Throughout the records below, find each line holding "MarketDataError" and copy it.
--- Given records ---
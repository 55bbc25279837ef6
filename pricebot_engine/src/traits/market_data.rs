use std::sync::Arc;

use async_trait::async_trait;
use pricebot_common::Isk;
use thiserror::Error;

#[derive(Debug, Clone, Error)]
pub enum MarketDataError {
    #[error("There is no market data for item #{item_id} in region #{region_id}")]
    NoData { item_id: i64, region_id: i64 },
    #[error("Market data lookup failed: {0}")]
    LookupFailed(String),
}

#[async_trait]
pub trait MarketData: Send + Sync {
    /// The current price of `item_id` in `region_id`.
    async fn fetch_current_price(&self, item_id: i64, region_id: i64) -> Result<Isk, MarketDataError>;
}

#[async_trait]
impl<T: MarketData + ?Sized> MarketData for Arc<T> {
    async fn fetch_current_price(&self, item_id: i64, region_id: i64) -> Result<Isk, MarketDataError> {
        (**self).fetch_current_price(item_id, region_id).await
    }
}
---
- _Response below_:
pub enum MarketDataError {
    async fn fetch_current_price(&self, item_id: i64, region_id: i64) -> Result<Isk, MarketDataError>;
    async fn fetch_current_price(&self, item_id: i64, region_id: i64) -> Result<Isk, MarketDataError> {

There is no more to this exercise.